Совсем иное — дискурс, солилоквия, a parte, что сопровождает эту историю, никогда о ней не зная. Сам принцип этого дискурса (и представляющего его текста): его фигуры не могут быть упорядочены — расставлены по ранжиру, куда-то направлены, устремлены к какой-либо цели (к обзаведению семьей); среди них нет ни первых, ни последних. Чтобы заставить понять, что речь здесь идет не о какой-то истории любви (или об истории какой-то любви), чтобы подавить искушение смыслом, необходимо было избрать абсолютно незначимый порядок. Поэтому последовательность фигур (неизбежная, ибо самый статус книги задает в ней направленное движение) подчинена здесь двум спаренным произволам: произволу номинации и произволу алфавита. Каждый из этих произволов, однако, смягчен: один — в силу семантических причин (из всех существующих в словаре имен фигура может принять лишь два-три), другой — в силу тысячелетней условности, диктующей порядок нашего алфавита. Таким образом мы избегаем проделок чистой случайности, которая вполне могла бы произвести логические последовательности, — ибо не нужно, говорит один математик, «недооценивать способности случая порождать чудовищ»; в данном случае чудовищем была бы возникающая из некоторого порядка фигур «философия любви» — там, где нужно ждать лишь ее (любви) утверждения.

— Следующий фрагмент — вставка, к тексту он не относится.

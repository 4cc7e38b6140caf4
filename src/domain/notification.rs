//! Notification callback domain models

use chrono::{DateTime, FixedOffset};
use rust_decimal::Decimal;
use std::collections::HashMap;
use std::str::FromStr;

use crate::shared::error::NotificationError;

/// Callback fields as received from the gateway
pub type NotificationFields = HashMap<String, String>;

pub const NOTIFICATION_TYPE: &str = "notification_type";
pub const OPERATION_ID: &str = "operation_id";
pub const AMOUNT: &str = "amount";
pub const CURRENCY: &str = "currency";
pub const DATETIME: &str = "datetime";
pub const SENDER: &str = "sender";
pub const CODEPRO: &str = "codepro";
pub const LABEL: &str = "label";
pub const SIGNATURE: &str = "sha1_hash";
pub const WITHDRAW_AMOUNT: &str = "withdraw_amount";
pub const UNACCEPTED: &str = "unaccepted";
pub const TEST_NOTIFICATION: &str = "test_notification";

/// Fields signed before the secret, in signing order
pub const SIGNED_BEFORE_SECRET: [&str; 7] = [
    NOTIFICATION_TYPE,
    OPERATION_ID,
    AMOUNT,
    CURRENCY,
    DATETIME,
    SENDER,
    CODEPRO,
];

/// Fields signed after the secret
pub const SIGNED_AFTER_SECRET: [&str; 1] = [LABEL];

/// Every field a callback must carry to be verifiable
pub const REQUIRED_FIELDS: [&str; 9] = [
    NOTIFICATION_TYPE,
    OPERATION_ID,
    AMOUNT,
    CURRENCY,
    DATETIME,
    SENDER,
    CODEPRO,
    LABEL,
    SIGNATURE,
];

/// Kind of incoming transfer
#[derive(Debug, Clone, PartialEq, Eq)]
pub enum NotificationType {
    /// Transfer from a wallet
    P2pIncoming,
    /// Transfer from a bank card
    CardIncoming,
    Other(String),
}

impl NotificationType {
    pub fn as_str(&self) -> &str {
        match self {
            NotificationType::P2pIncoming => "p2p-incoming",
            NotificationType::CardIncoming => "card-incoming",
            NotificationType::Other(s) => s,
        }
    }
}

impl From<&str> for NotificationType {
    fn from(s: &str) -> Self {
        match s {
            "p2p-incoming" => NotificationType::P2pIncoming,
            "card-incoming" => NotificationType::CardIncoming,
            other => NotificationType::Other(other.to_string()),
        }
    }
}

/// Typed view over callback fields. Build it from fields that have already
/// passed signature verification.
#[derive(Debug, Clone, PartialEq)]
pub struct Notification {
    pub notification_type: NotificationType,
    pub operation_id: String,
    pub amount: Decimal,
    pub withdraw_amount: Option<Decimal>,
    /// ISO 4217 numeric code, "643" for rubles
    pub currency: String,
    pub datetime: DateTime<FixedOffset>,
    pub sender: String,
    /// Payment is protected by a protection code
    pub codepro: bool,
    pub label: String,
    /// Payment is frozen until the receiver accepts it
    pub unaccepted: bool,
    pub test_notification: bool,
}

fn required<'a>(fields: &'a NotificationFields, name: &'static str) -> Result<&'a str, NotificationError> {
    fields
        .get(name)
        .map(String::as_str)
        .ok_or(NotificationError::MissingField { field: name })
}

fn parse_flag(fields: &NotificationFields, name: &'static str) -> Result<bool, NotificationError> {
    match fields.get(name).map(String::as_str) {
        None | Some("") | Some("false") => Ok(false),
        Some("true") => Ok(true),
        Some(other) => Err(NotificationError::InvalidField {
            field: name,
            reason: format!("expected true or false, got {other:?}"),
        }),
    }
}

fn parse_decimal(value: &str, name: &'static str) -> Result<Decimal, NotificationError> {
    Decimal::from_str(value).map_err(|e| NotificationError::InvalidField {
        field: name,
        reason: e.to_string(),
    })
}

impl TryFrom<&NotificationFields> for Notification {
    type Error = NotificationError;

    fn try_from(fields: &NotificationFields) -> Result<Self, Self::Error> {
        let amount = parse_decimal(required(fields, AMOUNT)?, AMOUNT)?;
        let withdraw_amount = match fields.get(WITHDRAW_AMOUNT) {
            Some(value) if !value.is_empty() => Some(parse_decimal(value, WITHDRAW_AMOUNT)?),
            _ => None,
        };

        let datetime = DateTime::parse_from_rfc3339(required(fields, DATETIME)?).map_err(|e| {
            NotificationError::InvalidField {
                field: DATETIME,
                reason: e.to_string(),
            }
        })?;

        if !fields.contains_key(CODEPRO) {
            return Err(NotificationError::MissingField { field: CODEPRO });
        }

        Ok(Self {
            notification_type: required(fields, NOTIFICATION_TYPE)?.into(),
            operation_id: required(fields, OPERATION_ID)?.to_string(),
            amount,
            withdraw_amount,
            currency: required(fields, CURRENCY)?.to_string(),
            datetime,
            sender: required(fields, SENDER)?.to_string(),
            codepro: parse_flag(fields, CODEPRO)?,
            label: required(fields, LABEL)?.to_string(),
            unaccepted: parse_flag(fields, UNACCEPTED)?,
            test_notification: parse_flag(fields, TEST_NOTIFICATION)?,
        })
    }
}
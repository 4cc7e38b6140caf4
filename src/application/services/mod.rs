//! Application services
//!
//! `PaymentRequest` builds what the payer is sent to; `NotificationVerifier`
//! authenticates what the gateway sends back. They share nothing but
//! constants.

pub mod notification_verifier;
pub mod payment_request;

pub use notification_verifier::NotificationVerifier;
pub use payment_request::{PaymentRequest, DEFAULT_BUTTON_CLASS, DEFAULT_BUTTON_TEXT, QUICKPAY_ENDPOINT};
//! Scenario and property tests for the quickpay crate
//!
//! - Integration scenarios exercising the public API end to end
//! - Security tests: escaping, tampering, signature properties
//! - Shared fixtures

pub mod fixtures;
pub mod integration;
pub mod security;

/// Test configuration and utilities
pub mod config {
    use std::sync::Once;

    static INIT: Once = Once::new();

    /// Initialize tracing once for the test binary
    pub fn init() {
        INIT.call_once(|| {
            let _ = tracing_subscriber::fmt()
                .with_env_filter("debug")
                .with_test_writer()
                .try_init();
        });
    }
}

Чтобы написать это сочинение на любовную тему, мы смонтировали вместе куски различного происхождения. Кое-что здесь — из систематического чтения («Вертер» Гете). Кое-что — из навязчиво перечитываемого («Пира» Платона, Дзэна, психоанализа, некоторых мистиков, Ницше, немецких lieder). Кое-что — из прочитанного случайно. Кое-что — из дружеских бесед. Наконец, кое-что из моей собственной жизни.
Пришедшее из книг и от друзей иногда отмечается на полях текста в виде имен для книг и инициалов для друзей. Эти ссылки — не авторитетные, а дружеские: я не предъявляю гарантии, а просто напоминаю, как бы кивком на ходу, то, что меня прельстило, убедило, подарило миг наслаждения: понять (быть понятым?). Посему эти отзвуки прочитанного и услышанного оставлены часто в расплывчато-незавершенном состоянии, которое уместно в дискурсе, чьей инстанцией является не что иное, как память о местах (книгах, встречах), где нечто было прочитано, сказано, выслушано. Ибо, если автор наделяет здесь влюбленного субъекта своей культурой, взамен влюбленный субъект передает ему невинность своего воображаемого, безразличного к правилам и обычаям знания.